Filter the records below for the word "optional". Copy each line that holds it.

── Record extracts ──

/// Resolves a pending dispatch offer on behalf of its staff candidate.
///
/// Only the staff member the request was sent to may respond. The
/// store-level update is conditional on the request still being
/// pending; on acceptance the staff profile is forced to assigned in
/// the same transaction.
///
/// # Errors
///
/// Returns an error if the actor is not the addressee, the request is
/// missing, the decision is invalid, or the request was already
/// handled.
pub fn respond_dispatch(
    persistence: &mut Persistence,
    dispatch_id: i64,
    request: &RespondDispatchRequest,
    actor: &AuthenticatedActor,
    now: OffsetDateTime,
) -> Result<RespondDispatchResponse, ApiError> {
    AuthorizationService::authorize_respond_dispatch(actor)?;

    let decision: DispatchDecision =
        DispatchDecision::parse(&request.decision).map_err(|_| ApiError::InvalidInput {
            field: String::from("decision"),
            message: format!(
                "Invalid decision '{}': must be 'accept' or 'decline'",
                request.decision
            ),
        })?;

    let dispatch: DispatchRequestData = persistence
        .get_dispatch(dispatch_id)
        .map_err(translate_persistence_error)?
        .ok_or_else(|| ApiError::ResourceNotFound {
            resource_type: String::from("Dispatch request"),
            message: format!("Dispatch request {dispatch_id} does not exist"),
        })?;

    if dispatch.staff_id != actor.id {
        return Err(ApiError::Unauthorized {
            action: String::from("respond_dispatch"),
            required_role: String::from("Staff (addressee)"),
        });
    }

    // Early lifecycle check for a precise error; the guarded update
    // below remains the authority under concurrency.
    let current: DispatchStatus = dispatch.status.parse().map_err(translate_domain_error)?;
    current
        .validate_transition(decision.resolved_status())
        .map_err(translate_domain_error)?;

    let responded_at: String = format_timestamp(now)?;
    let updated: DispatchRequestData = persistence
        .respond_dispatch(
            dispatch_id,
            decision.resolved_status().as_str(),
            &responded_at,
        )
        .map_err(translate_persistence_error)?;

    info!(
        dispatch_id,
        staff_id = %actor.id,
        status = %updated.status,
        "Dispatch request resolved"
    );

    let status = updated.status.clone();
    Ok(RespondDispatchResponse {
        dispatch: dispatch_to_info(updated),
        message: format!("Dispatch request {status}"),
    })
}

/// Lists the acting staff member's job offers and placements.
///
/// # Errors
///
/// Returns an error if the actor is not Staff or the query fails.
pub fn list_jobs(
    persistence: &mut Persistence,
    actor: &AuthenticatedActor,
) -> Result<ListJobsResponse, ApiError> {
    AuthorizationService::authorize_respond_dispatch(actor)?;

    let dispatches: Vec<DispatchRequestData> = persistence
        .list_dispatches_for_staff(&actor.id)
        .map_err(translate_persistence_error)?;

    let mut pending: Vec<JobInfo> = Vec::new();
    let mut accepted: Vec<JobInfo> = Vec::new();
    for dispatch in dispatches {
        let event: Option<EventInfo> = persistence
            .get_event(dispatch.event_id)
            .map_err(translate_persistence_error)?
            .map(event_to_info);
        let job = JobInfo {
            dispatch: dispatch_to_info(dispatch),
            event,
        };
        match job.dispatch.status.as_str() {
            "pending" => pending.push(job),
            "accepted" => accepted.push(job),
            _ => {}
        }
    }

    Ok(ListJobsResponse { pending, accepted })
}

// ============================================================================
// Staff directory
// ============================================================================

/// Lists the staff pool with optional city/status/role filters.
///
/// Only Admin actors may browse the directory.
///
/// # Errors
///
/// Returns an error if the actor is not an Admin or a filter value is
/// invalid.
pub fn list_staff(
    persistence: &mut Persistence,
    city: Option<&str>,
    status: Option<&str>,
    staff_role: Option<&str>,
    actor: &AuthenticatedActor,
) -> Result<ListStaffResponse, ApiError> {
    AuthorizationService::authorize_manage_staff(actor)?;

    if let Some(status) = status {
        AvailabilityStatus::parse(status).map_err(translate_domain_error)?;
    }
    let role_filter: Option<StaffRole> = staff_role
        .map(|r| StaffRole::parse(r).map_err(translate_domain_error))
        .transpose()?;

    let profiles: Vec<StaffProfileData> = persistence
        .list_staff_profiles(city, status)
        .map_err(translate_persistence_error)?
        .into_iter()
        .filter(|staff| {
            role_filter.is_none_or(|role| staff.staff_roles.iter().any(|r| r == role.as_str()))
        })
        .collect();

    let staff = profiles
        .into_iter()
        .map(|s| staff_to_info(persistence, s))
        .collect::<Result<Vec<_>, _>>()?;

    Ok(ListStaffResponse { staff })
}

/// Updates a staff member's capabilities, city, and availability.
///
/// Only Admin actors may edit the pool. This administrative edit is
/// also the only path that returns an assigned member to available.
///
/// # Errors
///
/// Returns an error if the actor is not an Admin, a field is invalid,
/// or the staff member does not exist.
pub fn update_staff(
    persistence: &mut Persistence,
    staff_id: &str,
    request: &UpdateStaffRequest,
    actor: &AuthenticatedActor,
) -> Result<UpdateStaffResponse, ApiError> {
    AuthorizationService::authorize_manage_staff(actor)?;

    let staff_roles: Vec<StaffRole> = parse_staff_roles(&request.staff_roles)?;
    if staff_roles.is_empty() {
        return Err(translate_domain_error(
            crewcall_domain::DomainError::EmptyStaffRoleSet,
        ));
    }
    let status: AvailabilityStatus =
        AvailabilityStatus::parse(&request.status).map_err(translate_domain_error)?;
    if request.city.trim().is_empty() {
        return Err(ApiError::InvalidInput {
            field: String::from("city"),
            message: String::from("City cannot be empty"),
        });
    }

    let role_strings: Vec<String> = staff_roles
        .iter()
        .map(|r| r.as_str().to_string())
        .collect();

    persistence
        .update_staff_profile(staff_id, &role_strings, &request.city, status.as_str())
        .map_err(translate_persistence_error)?;

    let updated: StaffProfileData = persistence
        .get_staff_profile(staff_id)
        .map_err(translate_persistence_error)?
        .ok_or_else(|| ApiError::ResourceNotFound {
            resource_type: String::from("Staff profile"),
            message: format!("Staff profile '{staff_id}' does not exist"),
        })?;

    info!(staff_id, "Updated staff profile");

    Ok(UpdateStaffResponse {
        staff: staff_to_info(persistence, updated)?,
        message: String::from("Staff profile updated"),
    })
}

// ============================================================================
// Event chat
// ============================================================================

/// Posts a message into an event's chat.
///
/// Any authenticated participant may post; private messages carry an
/// optional recipient and are filtered on read.
///
/// # Errors
///
/// Returns an error if the content is empty or the event is missing.
pub fn post_message(
    persistence: &mut Persistence,
    event_id: i64,
    request: &PostMessageRequest,
    actor: &AuthenticatedActor,
    now: OffsetDateTime,
) -> Result<PostMessageResponse, ApiError> {
    validate_message_content(&request.content).map_err(translate_domain_error)?;
    require_event(persistence, event_id)?;

    let created_at: String = format_timestamp(now)?;
    let message: MessageData = persistence
        .insert_message(
            event_id,
            &actor.id,
            request.content.trim(),
            request.is_private,
            request.private_recipient_id.as_deref(),
            &created_at,
        )
        .map_err(translate_persistence_error)?;

    Ok(PostMessageResponse {
        message: message_to_info(message),
    })
}

/// Lists an event's chat messages visible to the viewer.
///
/// Private messages are visible only to the sender, the private
/// recipient, and admins.
///
/// # Errors
///
/// Returns an error if the event is missing or the query fails.
pub fn list_messages(
    persistence: &mut Persistence,
    event_id: i64,
    actor: &AuthenticatedActor,
) -> Result<ListMessagesResponse, ApiError> {
    require_event(persistence, event_id)?;

    let messages: Vec<MessageInfo> = persistence
        .list_messages_for_event(event_id)
        .map_err(translate_persistence_error)?
        .into_iter()
        .filter(|data| {
            let message = Message {
                message_id: Some(data.message_id),
                event_id: data.event_id,
                sender_id: data.sender_id.clone(),
                content: data.content.clone(),
                is_private: data.is_private,
                private_recipient_id: data.private_recipient_id.clone(),
                created_at: data.created_at.clone(),
            };
            message.visible_to(&actor.id, actor.is_admin())
        })
        .map(message_to_info)
        .collect();

    Ok(ListMessagesResponse { messages })
}

// ============================================================================
// Dashboard & identity
// ============================================================================

/// Reports pool-wide dashboard counts.
///
/// Only Admin actors see the summary.
///
/// # Errors
///
/// Returns an error if the actor is not an Admin or a count query
/// fails.
pub fn get_dashboard_summary(
    persistence: &mut Persistence,
    actor: &AuthenticatedActor,
) -> Result<DashboardSummaryResponse, ApiError> {
    AuthorizationService::authorize_view_dashboard(actor)?;

    let counts = persistence
        .get_dashboard_counts()
        .map_err(translate_persistence_error)?;

    Ok(DashboardSummaryResponse {
        draft_events: counts.draft_events,
        open_events: counts.open_events,
        live_events: counts.live_events,
        completed_events: counts.completed_events,
        available_staff: counts.available_staff,
        assigned_staff: counts.assigned_staff,
        unavailable_staff: counts.unavailable_staff,
        pending_dispatches: counts.pending_dispatches,
        open_invites: counts.open_invites,
    })
}
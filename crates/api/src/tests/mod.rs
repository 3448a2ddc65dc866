// Copyright (C) 2026 Fred Clausen
// Use of this source code is governed by an MIT-style
// license that can be found in the LICENSE file or at
// https://opensource.org/licenses/MIT.

//! API boundary tests.

#![allow(clippy::unwrap_used, clippy::expect_used)]

mod dispatch_tests;
mod invite_tests;

use time::OffsetDateTime;
use time::macros::datetime;

use crewcall_persistence::{NewEventData, Persistence, ProfileData, StaffProfileData};

use crate::auth::{AuthenticatedActor, Role};

pub const TEST_BASE_URL: &str = "https://crewcall.example.com";

pub fn test_now() -> OffsetDateTime {
    datetime!(2026-03-02 09:00:00 UTC)
}

pub fn create_test_persistence() -> Persistence {
    Persistence::new_in_memory().expect("Failed to create in-memory database")
}

pub fn create_admin_actor() -> AuthenticatedActor {
    AuthenticatedActor::new(String::from("admin-1"), Role::Admin)
}

pub fn create_staff_actor(id: &str) -> AuthenticatedActor {
    AuthenticatedActor::new(id.to_string(), Role::Staff)
}

pub fn create_client_actor() -> AuthenticatedActor {
    AuthenticatedActor::new(String::from("client-1"), Role::Client)
}

pub fn create_vendor_actor() -> AuthenticatedActor {
    AuthenticatedActor::new(String::from("vendor-1"), Role::Vendor)
}

pub fn seed_profile(persistence: &mut Persistence, id: &str, role: &str) {
    persistence
        .insert_profile(&ProfileData {
            id: id.to_string(),
            email: format!("{id}@example.com"),
            name: format!("Profile {id}"),
            role: role.to_string(),
            phone: None,
            created_at: String::from("2026-03-01T08:00:00Z"),
        })
        .expect("Failed to seed profile");
}

pub fn seed_staff(persistence: &mut Persistence, id: &str, city: &str, roles: &[&str]) {
    seed_profile(persistence, id, "staff");
    persistence
        .insert_staff_profile(&StaffProfileData {
            id: id.to_string(),
            staff_roles: roles.iter().map(ToString::to_string).collect(),
            city: city.to_string(),
            status: String::from("available"),
        })
        .expect("Failed to seed staff profile");
}

pub fn seed_event(
    persistence: &mut Persistence,
    created_by: &str,
    city: &str,
    requirements: &[(&str, i32)],
) -> i64 {
    let rows: Vec<(String, i32)> = requirements
        .iter()
        .map(|(role, quantity)| ((*role).to_string(), *quantity))
        .collect();
    persistence
        .insert_event(
            &NewEventData {
                title: String::from("Spring Gala"),
                description: None,
                event_date: String::from("2026-04-18"),
                start_time: String::from("18:00"),
                end_time: String::from("23:00"),
                location: String::from("Fox Theater"),
                city: city.to_string(),
                client_id: None,
                vendor_id: None,
                created_by: created_by.to_string(),
                status: String::from("open"),
                created_at: String::from("2026-03-01T08:30:00Z"),
            },
            &rows,
        )
        .expect("Failed to seed event")
}
// Copyright (C) 2026 Fred Clausen
// Use of this source code is governed by an MIT-style
// license that can be found in the LICENSE file or at
// https://opensource.org/licenses/MIT.

//! Error types for the API layer.

use crewcall_domain::DomainError;
use crewcall_persistence::PersistenceError;

/// Authentication and authorization errors.
#[derive(Debug, Clone, PartialEq, Eq)]
pub enum AuthError {
    /// Authentication failed.
    AuthenticationFailed {
        /// The reason authentication failed.
        reason: String,
    },
    /// Authorization failed.
    Unauthorized {
        /// The action that was attempted.
        action: String,
        /// The role required for this action.
        required_role: String,
    },
}

impl std::fmt::Display for AuthError {
    fn fmt(&self, f: &mut std::fmt::Formatter<'_>) -> std::fmt::Result {
        match self {
            Self::AuthenticationFailed { reason } => {
                write!(f, "Authentication failed: {reason}")
            }
            Self::Unauthorized {
                action,
                required_role,
            } => {
                write!(f, "Unauthorized: '{action}' requires {required_role} role")
            }
        }
    }
}

impl std::error::Error for AuthError {}

/// API-level errors.
///
/// These are distinct from domain/persistence errors and represent the
/// API contract.
#[derive(Debug, Clone, PartialEq, Eq)]
pub enum ApiError {
    /// Authentication failed.
    AuthenticationFailed {
        /// The reason authentication failed.
        reason: String,
    },
    /// Authorization failed - the actor does not have permission.
    Unauthorized {
        /// The action that was attempted.
        action: String,
        /// The role required for this action.
        required_role: String,
    },
    /// Invalid input was provided.
    InvalidInput {
        /// The field that was invalid.
        field: String,
        /// A human-readable description of the error.
        message: String,
    },
    /// A requested resource was not found.
    ResourceNotFound {
        /// The type of resource that was not found.
        resource_type: String,
        /// A human-readable description of what was not found.
        message: String,
    },
    /// An invite token is past its expiry.
    InviteExpired {
        /// The expiry timestamp (ISO 8601).
        expires_at: String,
    },
    /// An operation hit a state it cannot legally act on, e.g. a dispatch
    /// request that was already handled.
    InvalidState {
        /// A human-readable description of the conflict.
        message: String,
    },
    /// A domain rule was violated.
    DomainRuleViolation {
        /// The rule that was violated.
        rule: String,
        /// A human-readable description of the violation.
        message: String,
    },
    /// An internal error occurred.
    Internal {
        /// A description of the internal error.
        message: String,
    },
}

impl std::fmt::Display for ApiError {
    fn fmt(&self, f: &mut std::fmt::Formatter<'_>) -> std::fmt::Result {
        match self {
            Self::AuthenticationFailed { reason } => {
                write!(f, "Authentication failed: {reason}")
            }
            Self::Unauthorized {
                action,
                required_role,
            } => {
                write!(f, "Unauthorized: '{action}' requires {required_role} role")
            }
            Self::InvalidInput { field, message } => {
                write!(f, "Invalid input for field '{field}': {message}")
            }
            Self::ResourceNotFound {
                resource_type,
                message,
            } => {
                write!(f, "{resource_type} not found: {message}")
            }
            Self::InviteExpired { expires_at } => {
                write!(f, "Invite expired at {expires_at}")
            }
            Self::InvalidState { message } => {
                write!(f, "Invalid state: {message}")
            }
            Self::DomainRuleViolation { rule, message } => {
                write!(f, "Domain rule violation ({rule}): {message}")
            }
            Self::Internal { message } => {
                write!(f, "Internal error: {message}")
            }
        }
    }
}

impl std::error::Error for ApiError {}

impl From<AuthError> for ApiError {
    fn from(err: AuthError) -> Self {
        match err {
            AuthError::AuthenticationFailed { reason } => Self::AuthenticationFailed { reason },
            AuthError::Unauthorized {
                action,
                required_role,
            } => Self::Unauthorized {
                action,
                required_role,
            },
        }
    }
}

/// Translates a domain error into an API error.
///
/// This translation is explicit and ensures domain errors are not leaked directly.
#[must_use]
pub fn translate_domain_error(err: DomainError) -> ApiError {
    match err {
        DomainError::InvalidProfileRole(msg) => ApiError::InvalidInput {
            field: String::from("role"),
            message: msg,
        },
        DomainError::InvalidStaffRole(msg) => ApiError::InvalidInput {
            field: String::from("staff_role"),
            message: msg,
        },
        DomainError::InvalidAvailabilityStatus(msg) => ApiError::InvalidInput {
            field: String::from("status"),
            message: msg,
        },
        DomainError::InvalidEventStatus(msg) => ApiError::InvalidInput {
            field: String::from("status"),
            message: msg,
        },
        DomainError::InvalidDispatchStatus { status } => ApiError::InvalidInput {
            field: String::from("decision"),
            message: format!("Invalid dispatch status: {status}"),
        },
        DomainError::InvalidStatusTransition { from, to, reason } => ApiError::InvalidState {
            message: format!("Cannot transition from '{from}' to '{to}': {reason}"),
        },
        DomainError::DispatchAlreadyResolved { status } => ApiError::InvalidState {
            message: format!("Dispatch request already handled: status is '{status}'"),
        },
        DomainError::EmptyCandidateSet => ApiError::InvalidInput {
            field: String::from("staff_ids"),
            message: String::from("Dispatch requires at least one candidate staff member"),
        },
        DomainError::InvalidEmail(msg) => ApiError::InvalidInput {
            field: String::from("email"),
            message: msg,
        },
        DomainError::InvalidTitle(msg) => ApiError::InvalidInput {
            field: String::from("title"),
            message: msg,
        },
        DomainError::InvalidCity(msg) => ApiError::InvalidInput {
            field: String::from("city"),
            message: msg,
        },
        DomainError::InvalidLocation(msg) => ApiError::InvalidInput {
            field: String::from("location"),
            message: msg,
        },
        DomainError::InvalidDate(msg) => ApiError::InvalidInput {
            field: String::from("date"),
            message: msg,
        },
        DomainError::InvalidContent(msg) => ApiError::InvalidInput {
            field: String::from("content"),
            message: msg,
        },
        DomainError::EmptyStaffRoleSet => ApiError::InvalidInput {
            field: String::from("staff_roles"),
            message: String::from("At least one staff role must be assigned"),
        },
        DomainError::DuplicateRoleRequirement { role } => ApiError::DomainRuleViolation {
            rule: String::from("unique_role_requirement"),
            message: format!("Role requirement for '{role}' is declared more than once"),
        },
        DomainError::InviteAlreadyAccepted => ApiError::ResourceNotFound {
            resource_type: String::from("Invite"),
            message: String::from("No matching unaccepted invite"),
        },
        DomainError::InviteExpired { expires_at } => ApiError::InviteExpired { expires_at },
        DomainError::TimestampParseError { timestamp, error } => ApiError::Internal {
            message: format!("Failed to parse stored timestamp '{timestamp}': {error}"),
        },
    }
}

/// Translates a persistence error into an API error.
///
/// Conditional-update conflict signals become `InvalidState`; missing
/// rows become `ResourceNotFound`; everything else is a store failure
/// surfaced as `Internal` without retry.
#[must_use]
pub fn translate_persistence_error(err: PersistenceError) -> ApiError {
    match err {
        PersistenceError::ProfileNotFound(id) => ApiError::ResourceNotFound {
            resource_type: String::from("Profile"),
            message: format!("Profile '{id}' does not exist"),
        },
        PersistenceError::EventNotFound(id) => ApiError::ResourceNotFound {
            resource_type: String::from("Event"),
            message: format!("Event {id} does not exist"),
        },
        PersistenceError::DispatchNotFound(id) => ApiError::ResourceNotFound {
            resource_type: String::from("Dispatch request"),
            message: format!("Dispatch request {id} does not exist"),
        },
        PersistenceError::DispatchAlreadyResolved { status } => ApiError::InvalidState {
            message: format!("Dispatch request already handled: status is '{status}'"),
        },
        PersistenceError::EventStatusConflict { status } => ApiError::InvalidState {
            message: format!("Event status changed concurrently: now '{status}'"),
        },
        PersistenceError::InviteNotFound | PersistenceError::InviteAlreadyAccepted => {
            ApiError::ResourceNotFound {
                resource_type: String::from("Invite"),
                message: String::from("No matching unaccepted invite"),
            }
        }
        other => ApiError::Internal {
            message: other.to_string(),
        },
    }
}
// Copyright (C) 2026 Fred Clausen
// Use of this source code is governed by an MIT-style
// license that can be found in the LICENSE file or at
// https://opensource.org/licenses/MIT.

//! Session mutations.
//!
//! Sessions are created and removed by identity-provider webhook events;
//! this service never mints credentials of its own.

use diesel::prelude::*;
use diesel::{MysqlConnection, SqliteConnection};

use crate::diesel_schema::sessions;
use crate::error::PersistenceError;

/// Diesel Insertable struct for session rows.
#[derive(Insertable)]
#[diesel(table_name = sessions)]
struct NewSessionRow {
    session_token: String,
    profile_id: String,
    created_at: String,
    expires_at: String,
}

backend_fn! {
/// Inserts a new session row.
///
/// # Errors
///
/// Returns an error if the insert fails (including a duplicate token).
pub fn insert_session(
    conn: &mut _,
    session_token: &str,
    profile_id: &str,
    created_at: &str,
    expires_at: &str,
) -> Result<(), PersistenceError> {
    let record = NewSessionRow {
        session_token: session_token.to_string(),
        profile_id: profile_id.to_string(),
        created_at: created_at.to_string(),
        expires_at: expires_at.to_string(),
    };

    diesel::insert_into(sessions::table)
        .values(&record)
        .execute(conn)?;
    Ok(())
}
}

backend_fn! {
/// Deletes a session by its bearer token.
///
/// Deleting a missing session is not an error; the identity provider may
/// replay removal events.
///
/// # Errors
///
/// Returns an error if the delete fails.
pub fn delete_session_by_token(conn: &mut _, session_token: &str) -> Result<(), PersistenceError> {
    diesel::delete(sessions::table.filter(sessions::session_token.eq(session_token)))
        .execute(conn)?;
    Ok(())
}
}

backend_fn! {
/// Deletes all sessions whose expiry is at or before `now`.
///
/// # Returns
///
/// The number of sessions removed.
///
/// # Errors
///
/// Returns an error if the delete fails.
pub fn delete_expired_sessions(conn: &mut _, now: &str) -> Result<usize, PersistenceError> {
    Ok(
        diesel::delete(sessions::table.filter(sessions::expires_at.le(now)))
            .execute(conn)?,
    )
}
}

───

**Response area:**
/// Lists the staff pool with optional city/status/role filters.
/// optional recipient and are filtered on read.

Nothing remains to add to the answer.